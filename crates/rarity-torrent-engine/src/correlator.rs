//! Torrent operations that pair an engine call with the alert confirming it.
//!
//! # Design
//! - Targets are normalised to an [`InfoHash`] before the engine is touched; a missing torrent
//!   fails immediately and registers nothing.
//! - The waiter is registered and the engine called under the dispatch lock, so the pump
//!   cannot drain the confirming alert before the waiter exists. A rejected call retracts it.
//! - Reads are synchronous snapshots and never create asynchronous state.

use std::collections::BTreeMap;
use std::sync::Arc;
use std::time::{Duration, Instant};

use regex::Regex;
use rarity_torrent_core::{
    Alert, AlertEvent, EngineSession, InfoHash, MetainfoFetcher, TorrentDescriptor, TorrentError,
    TorrentHandle, TorrentMetainfo, TorrentOperation, TorrentRecord, TorrentRef, TorrentResult,
    TorrentStatusView,
};
use tracing::{debug, warn};

use crate::completion::Completion;
use crate::dispatch::AlertDispatcher;
use crate::error::op_failed;

/// Expiry applied to waiters when callers do not choose one.
pub const DEFAULT_WAITER_EXPIRY: Duration = Duration::from_secs(600);

/// Entry point for every remote-control operation.
#[derive(Clone)]
pub struct TorrentCorrelator {
    session: Arc<dyn EngineSession>,
    dispatcher: AlertDispatcher,
    fetcher: Arc<dyn MetainfoFetcher>,
    expire_after: Duration,
}

impl TorrentCorrelator {
    /// Wire a correlator over an engine session.
    #[must_use]
    pub fn new(
        session: Arc<dyn EngineSession>,
        dispatcher: AlertDispatcher,
        fetcher: Arc<dyn MetainfoFetcher>,
    ) -> Self {
        Self {
            session,
            dispatcher,
            fetcher,
            expire_after: DEFAULT_WAITER_EXPIRY,
        }
    }

    /// Override the default waiter expiry.
    #[must_use]
    pub const fn with_expiry(mut self, expire_after: Duration) -> Self {
        self.expire_after = expire_after;
        self
    }

    /// Expiry used by the operations without a `_within` suffix.
    #[must_use]
    pub const fn expiry(&self) -> Duration {
        self.expire_after
    }

    /// Dispatcher shared with the alert pump.
    #[must_use]
    pub const fn dispatcher(&self) -> &AlertDispatcher {
        &self.dispatcher
    }

    /// Number of outstanding waiters.
    #[must_use]
    pub fn pending_waiters(&self) -> usize {
        self.dispatcher.pending_waiters()
    }

    /// Fetch a `.torrent` from `url`, submit it, and wait for the engine to confirm.
    ///
    /// # Errors
    ///
    /// [`TorrentError::Transport`] when the fetch fails (no waiter is registered),
    /// [`TorrentError::Parse`] for malformed metainfo, [`TorrentError::Engine`] when the engine
    /// refuses or fails the submission, [`TorrentError::Timeout`] when no confirmation arrives.
    pub async fn add_torrent(&self, url: &str) -> TorrentResult<Alert> {
        self.add_torrent_within(url, self.expire_after).await
    }

    /// [`Self::add_torrent`] with an explicit expiry.
    ///
    /// # Errors
    ///
    /// See [`Self::add_torrent`].
    pub async fn add_torrent_within(
        &self,
        url: &str,
        expire_after: Duration,
    ) -> TorrentResult<Alert> {
        let bytes = self.fetcher.fetch(url).await?;
        self.add_metainfo_within(&bytes, expire_after).await
    }

    /// Submit raw metainfo bytes.
    pub fn add_metainfo(&self, bytes: &[u8]) -> Completion {
        self.add_metainfo_within(bytes, self.expire_after)
    }

    /// [`Self::add_metainfo`] with an explicit expiry.
    pub fn add_metainfo_within(&self, bytes: &[u8], expire_after: Duration) -> Completion {
        let operation = TorrentOperation::Add;
        let descriptor = match TorrentDescriptor::from_bytes(bytes) {
            Ok(descriptor) => descriptor,
            Err(err) => return Completion::failed(operation.as_str(), err),
        };
        self.issue(operation, descriptor.info_hash, expire_after, || {
            self.session.submit_torrent(&descriptor)
        })
    }

    /// Pause a torrent; resolves on the engine's pause notification.
    pub fn pause_torrent(&self, target: impl Into<TorrentRef>) -> Completion {
        self.pause_torrent_within(target, self.expire_after)
    }

    /// [`Self::pause_torrent`] with an explicit expiry.
    pub fn pause_torrent_within(
        &self,
        target: impl Into<TorrentRef>,
        expire_after: Duration,
    ) -> Completion {
        self.mutate(TorrentOperation::Pause, target.into(), expire_after, |handle| {
            handle.pause()
        })
    }

    /// Resume a torrent; resolves on the engine's resume notification.
    pub fn resume_torrent(&self, target: impl Into<TorrentRef>) -> Completion {
        self.resume_torrent_within(target, self.expire_after)
    }

    /// [`Self::resume_torrent`] with an explicit expiry.
    pub fn resume_torrent_within(
        &self,
        target: impl Into<TorrentRef>,
        expire_after: Duration,
    ) -> Completion {
        self.mutate(TorrentOperation::Resume, target.into(), expire_after, |handle| {
            handle.resume()
        })
    }

    /// Remove a torrent; resolves on the engine's removal notification.
    pub fn remove_torrent(&self, target: impl Into<TorrentRef>) -> Completion {
        self.remove_torrent_within(target, self.expire_after)
    }

    /// [`Self::remove_torrent`] with an explicit expiry.
    pub fn remove_torrent_within(
        &self,
        target: impl Into<TorrentRef>,
        expire_after: Duration,
    ) -> Completion {
        self.mutate(TorrentOperation::Remove, target.into(), expire_after, |handle| {
            self.session.remove_torrent(&handle.info_hash())
        })
    }

    /// Ask the engine for a resume blob; resolves when the blob is ready.
    pub fn save_resume_data(&self, target: impl Into<TorrentRef>) -> Completion {
        self.mutate(
            TorrentOperation::SaveResumeData,
            target.into(),
            self.expire_after,
            |handle| handle.request_resume_data(),
        )
    }

    /// Records for every torrent whose name contains a match for `pattern`.
    ///
    /// # Errors
    ///
    /// Returns [`TorrentError::InvalidPattern`] when `pattern` is not a valid expression.
    pub fn find_torrents(&self, pattern: &str) -> TorrentResult<BTreeMap<InfoHash, TorrentRecord>> {
        let matcher = Regex::new(pattern).map_err(|err| TorrentError::InvalidPattern {
            pattern: pattern.to_string(),
            reason: err.to_string(),
        })?;
        Ok(self
            .session
            .list_handles()
            .into_iter()
            .filter(|handle| matcher.is_match(&handle.name()))
            .map(|handle| (handle.info_hash(), handle.record()))
            .collect())
    }

    /// Status of every torrent.
    #[must_use]
    pub fn torrent_state(&self) -> BTreeMap<InfoHash, TorrentStatusView> {
        self.session
            .list_handles()
            .into_iter()
            .map(|handle| (handle.info_hash(), handle.status().normalised()))
            .collect()
    }

    /// Metainfo of every torrent.
    #[must_use]
    pub fn torrent_metainfo(&self) -> BTreeMap<InfoHash, TorrentMetainfo> {
        self.session
            .list_handles()
            .into_iter()
            .map(|handle| (handle.info_hash(), handle.metainfo()))
            .collect()
    }

    /// Status of one torrent.
    ///
    /// # Errors
    ///
    /// Returns [`TorrentError::NotFound`] when the torrent is not in the session.
    pub fn torrent_info(&self, target: impl Into<TorrentRef>) -> TorrentResult<TorrentStatusView> {
        Ok(self.locate(&target.into())?.status().normalised())
    }

    /// Metainfo of one torrent.
    ///
    /// # Errors
    ///
    /// Returns [`TorrentError::NotFound`] when the torrent is not in the session.
    pub fn torrent_metainfo_of(
        &self,
        target: impl Into<TorrentRef>,
    ) -> TorrentResult<TorrentMetainfo> {
        Ok(self.locate(&target.into())?.metainfo())
    }

    /// Display name of one torrent.
    ///
    /// # Errors
    ///
    /// Returns [`TorrentError::NotFound`] when the torrent is not in the session.
    pub fn torrent_name(&self, target: impl Into<TorrentRef>) -> TorrentResult<String> {
        Ok(self.locate(&target.into())?.name())
    }

    /// Combined record of one torrent.
    ///
    /// # Errors
    ///
    /// Returns [`TorrentError::NotFound`] when the torrent is not in the session.
    pub fn torrent_record(&self, target: impl Into<TorrentRef>) -> TorrentResult<TorrentRecord> {
        Ok(self.locate(&target.into())?.record())
    }

    fn locate(&self, target: &TorrentRef) -> TorrentResult<Arc<dyn TorrentHandle>> {
        let info_hash = target.info_hash()?;
        self.session
            .find_handle(&info_hash)
            .ok_or_else(|| TorrentError::not_found(&info_hash))
    }

    fn mutate<F>(
        &self,
        operation: TorrentOperation,
        target: TorrentRef,
        expire_after: Duration,
        call: F,
    ) -> Completion
    where
        F: FnOnce(&dyn TorrentHandle) -> anyhow::Result<()>,
    {
        let handle = match self.locate(&target) {
            Ok(handle) => handle,
            Err(err) => {
                debug!(operation = %operation, target = ?target, "torrent not in session");
                return Completion::failed(operation.as_str(), err);
            }
        };
        self.issue(operation, handle.info_hash(), expire_after, || {
            call(handle.as_ref())
        })
    }

    fn issue<F>(
        &self,
        operation: TorrentOperation,
        info_hash: InfoHash,
        expire_after: Duration,
        call: F,
    ) -> Completion
    where
        F: FnOnce() -> anyhow::Result<()>,
    {
        let mut state = self.dispatcher.lock();
        let ticket = state.registry.register(
            confirmation(operation, info_hash),
            expire_after,
            Instant::now(),
        );
        if let Err(err) = call() {
            self.dispatcher.retract(&mut state, ticket.id());
            self.dispatcher.publish_pending(&state);
            warn!(
                operation = %operation,
                info_hash = %info_hash,
                error = %err,
                "engine rejected torrent operation"
            );
            return Completion::failed(
                operation.as_str(),
                op_failed(operation.as_str(), Some(info_hash), err),
            );
        }
        self.dispatcher.publish_pending(&state);
        debug!(
            operation = %operation,
            info_hash = %info_hash,
            waiter = %ticket.id(),
            "awaiting engine confirmation"
        );
        Completion::waiting(operation.as_str(), ticket)
    }
}

fn confirmation(
    operation: TorrentOperation,
    info_hash: InfoHash,
) -> impl Fn(&Alert) -> bool + Send + 'static {
    move |alert| {
        alert.info_hash() == Some(info_hash)
            && (operation.is_confirmed_by(&alert.event)
                || matches!(
                    &alert.event,
                    AlertEvent::OperationFailed { operation: failed, .. } if *failed == operation
                ))
    }
}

──────────────────────────────

- What you will do:
Please print the lines from the start of the records up to and including the line with "so the pump", copying each one exactly and leaving out the rest.

- Task result:
filename crates/rarity-torrent-engine/src/correlator.rs
//! Torrent operations that pair an engine call with the alert confirming it.
//!
//! # Design
//! - Targets are normalised to an [`InfoHash`] before the engine is touched; a missing torrent
//!   fails immediately and registers nothing.
//! - The waiter is registered and the engine called under the dispatch lock, so the pump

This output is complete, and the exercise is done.